→ **Recorded information**
[Start of Attachment]
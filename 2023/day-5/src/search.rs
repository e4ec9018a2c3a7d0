use indicatif::{MultiProgress, ProgressBar, ProgressStyle};
use miette::*;
use rayon::prelude::*;
use std::ops::Range;
use std::time::Instant;

use crate::almanac::Almanac;

/// How many seeds (or locations) pass between progress updates.
const PROGRESS_STEP: u64 = 1_000_000;

/// Lowest location over a flat list of seeds.
pub fn flat_minimum(almanac: &Almanac) -> Option<u64> {
    almanac
        .seeds()
        .iter()
        .map(|&seed| almanac.location_of(seed))
        .min()
}

/// Pushes every seed of every range through the tables, one rayon task per
/// range, and keeps the overall lowest location.
#[tracing::instrument(skip(almanac, progress))]
pub fn brute_force(
    almanac: &Almanac,
    ranges: &[Range<u64>],
    progress: &MultiProgress,
) -> Result<Option<u64>> {
    let style = ProgressStyle::with_template(
        "{prefix:>24} [{elapsed_precise}] {wide_bar:.cyan/blue} {human_pos}/{human_len} ({eta})",
    )
    .into_diagnostic()?;

    let bars = ranges
        .iter()
        .map(|range| {
            let bar = ProgressBar::new(range.end.saturating_sub(range.start))
                .with_style(style.clone())
                .with_prefix(format!("{}..{}", range.start, range.end));
            progress.add(bar)
        })
        .collect::<Vec<_>>();

    let minimum = ranges
        .par_iter()
        .zip(bars.par_iter())
        .filter_map(|(range, bar)| scan_range(almanac, range.clone(), bar))
        .min();

    Ok(minimum)
}

fn scan_range(almanac: &Almanac, range: Range<u64>, bar: &ProgressBar) -> Option<u64> {
    let started = Instant::now();
    let mut minimum: Option<u64> = None;

    for seed in range.clone() {
        let location = almanac.location_of(seed);
        minimum = Some(minimum.map_or(location, |lowest| lowest.min(location)));

        if (seed - range.start + 1) % PROGRESS_STEP == 0 {
            bar.inc(PROGRESS_STEP);
        }
    }

    bar.finish();
    tracing::info!(
        start = range.start,
        end = range.end,
        ?minimum,
        elapsed = ?started.elapsed(),
        "seed range scanned"
    );
    minimum
}

/// Counts locations up from zero and returns the first one whose inverse
/// lands inside a seed range and maps forward onto that same location.
///
/// Inverting picks the first row whose destination covers a value, so only
/// one preimage per location is tried. A value outside every destination
/// passes back unchanged even when a source row would move it forward, which
/// is why each candidate seed is pushed forward again before it counts.
/// Tables with colliding destinations can still hide the true answer;
/// [`stride_scan`] has no such restriction.
#[tracing::instrument(skip(almanac))]
pub fn inverse_scan(almanac: &Almanac, ranges: &[Range<u64>]) -> Option<u64> {
    let highest_seed = ranges
        .iter()
        .filter(|range| !range.is_empty())
        .map(|range| range.end)
        .max()?;
    // Identity keeps a value where it is and every row shifts below its own
    // destination end, so no location can reach this.
    let ceiling = highest_seed.max(almanac.location_ceiling());

    (0..ceiling).find(|&location| {
        if location % PROGRESS_STEP == 0 {
            tracing::debug!(millions = location / PROGRESS_STEP, "inverse scan");
        }
        let seed = almanac.seed_for(location);
        ranges.iter().any(|range| range.contains(&seed))
            && almanac.location_of(seed) == location
    })
}

/// Exact forward scan that visits one seed per run of seeds sharing the same
/// rows through every table. Within a run locations grow with the seed, so
/// the run's first seed is its lowest.
#[tracing::instrument(skip(almanac))]
pub fn stride_scan(almanac: &Almanac, ranges: &[Range<u64>]) -> Option<u64> {
    ranges
        .iter()
        .filter_map(|range| {
            let mut seed = range.start;
            let mut minimum: Option<u64> = None;
            while seed < range.end {
                let (location, run) = almanac.location_run(seed);
                minimum = Some(minimum.map_or(location, |lowest| lowest.min(location)));
                seed = seed.saturating_add(run);
            }
            minimum
        })
        .min()
}

#[cfg(test)]
mod tests {
    use super::*;

    use indicatif::ProgressDrawTarget;
    use rstest::rstest;

    use crate::seeds::seed_ranges;

    const SAMPLE: &str = include_str!("../input2.txt");

    const OVERLAPPING: &str = "seeds: 5 35 90 25

seed-to-soil map:
100 10 10
200 5 10
0 30 3

soil-to-fertilizer map:
5 100 4
300 205 3

humidity-to-location map:
1 210 5
";

    fn hidden() -> MultiProgress {
        MultiProgress::with_draw_target(ProgressDrawTarget::hidden())
    }

    fn enumerate(almanac: &Almanac, ranges: &[Range<u64>]) -> Option<u64> {
        ranges
            .iter()
            .flat_map(|range| range.clone())
            .map(|seed| almanac.location_of(seed))
            .min()
    }

    #[test]
    fn flat_sample() -> Result<()> {
        let almanac = Almanac::parse(SAMPLE)?;
        assert_eq!(flat_minimum(&almanac), Some(35));
        Ok(())
    }

    #[test]
    fn strategies_agree_on_sample() -> Result<()> {
        let almanac = Almanac::parse(SAMPLE)?;
        let ranges = seed_ranges(almanac.seeds())?;
        assert_eq!(brute_force(&almanac, &ranges, &hidden())?, Some(46));
        assert_eq!(inverse_scan(&almanac, &ranges), Some(46));
        assert_eq!(stride_scan(&almanac, &ranges), Some(46));
        Ok(())
    }

    #[rstest]
    #[case(vec![5..10], 200)]
    #[case(vec![7..8], 202)]
    #[case(vec![14..30, 33..60], 20)]
    #[case(vec![12..31, 203..209], 0)]
    #[case(vec![33..1000], 1)]
    fn brute_force_matches_enumeration(
        #[case] ranges: Vec<Range<u64>>,
        #[case] lowest: u64,
    ) -> Result<()> {
        let almanac = Almanac::parse(OVERLAPPING)?;
        assert_eq!(enumerate(&almanac, &ranges), Some(lowest));
        assert_eq!(brute_force(&almanac, &ranges, &hidden())?, Some(lowest));
        assert_eq!(stride_scan(&almanac, &ranges), Some(lowest));
        Ok(())
    }

    #[test]
    fn per_range_minimum_is_combined() -> Result<()> {
        let almanac = Almanac::parse(SAMPLE)?;
        assert_eq!(brute_force(&almanac, &[55..68], &hidden())?, Some(56));
        assert_eq!(brute_force(&almanac, &[79..93], &hidden())?, Some(46));
        assert_eq!(brute_force(&almanac, &[55..68, 79..93], &hidden())?, Some(46));
        Ok(())
    }

    #[test]
    fn empty_ranges_have_no_answer() -> Result<()> {
        let almanac = Almanac::parse(SAMPLE)?;
        let ranges = [10..10];
        assert_eq!(brute_force(&almanac, &ranges, &hidden())?, None);
        assert_eq!(inverse_scan(&almanac, &ranges), None);
        assert_eq!(stride_scan(&almanac, &ranges), None);
        Ok(())
    }

    #[rstest]
    #[case("seeds: 5 1\n\nseed-to-soil map:\n100 0 10\n", 105)]
    #[case("seeds: 0 5 12 3\n\nseed-to-soil map:\n10 0 10\n0 10 10\n", 2)]
    #[case(
        "seeds: 3 4\n\nseed-to-soil map:\n20 0 10\n\nsoil-to-fertilizer map:\n0 20 5\n",
        3
    )]
    #[case(
        "seeds: 40 10\n\nwater-to-light map:\n0 45 5\n45 0 45\n\nhumidity-to-location map:\n7 0 3\n",
        3
    )]
    fn inverse_scan_only_accepts_reachable_locations(
        #[case] input: &str,
        #[case] lowest: u64,
    ) -> Result<()> {
        // Destinations overlap other rows' sources, so an unchanged inverse
        // can sit on a seed that actually maps somewhere else.
        let almanac = Almanac::parse(input)?;
        let ranges = seed_ranges(almanac.seeds())?;
        assert_eq!(enumerate(&almanac, &ranges), Some(lowest));
        assert_eq!(inverse_scan(&almanac, &ranges), Some(lowest));
        assert_eq!(stride_scan(&almanac, &ranges), Some(lowest));
        Ok(())
    }

    #[test]
    fn inverse_scan_misses_shadowed_preimages() -> Result<()> {
        // Seed 0 and seed 50 both reach 50; inverting 50 only ever finds 0.
        let almanac = Almanac::parse("seeds: 50 1\n\nseed-to-soil map:\n50 0 10\n")?;
        let ranges = seed_ranges(almanac.seeds())?;
        assert_eq!(stride_scan(&almanac, &ranges), Some(50));
        assert_eq!(inverse_scan(&almanac, &ranges), None);
        Ok(())
    }
}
[End of Attachment]
→ **Directions for this task**
In the listing above, find each line where "same" occurs and copy it.

→ **Response for this exercise**
/// lands inside a seed range and maps forward onto that same location.
/// Exact forward scan that visits one seed per run of seeds sharing the same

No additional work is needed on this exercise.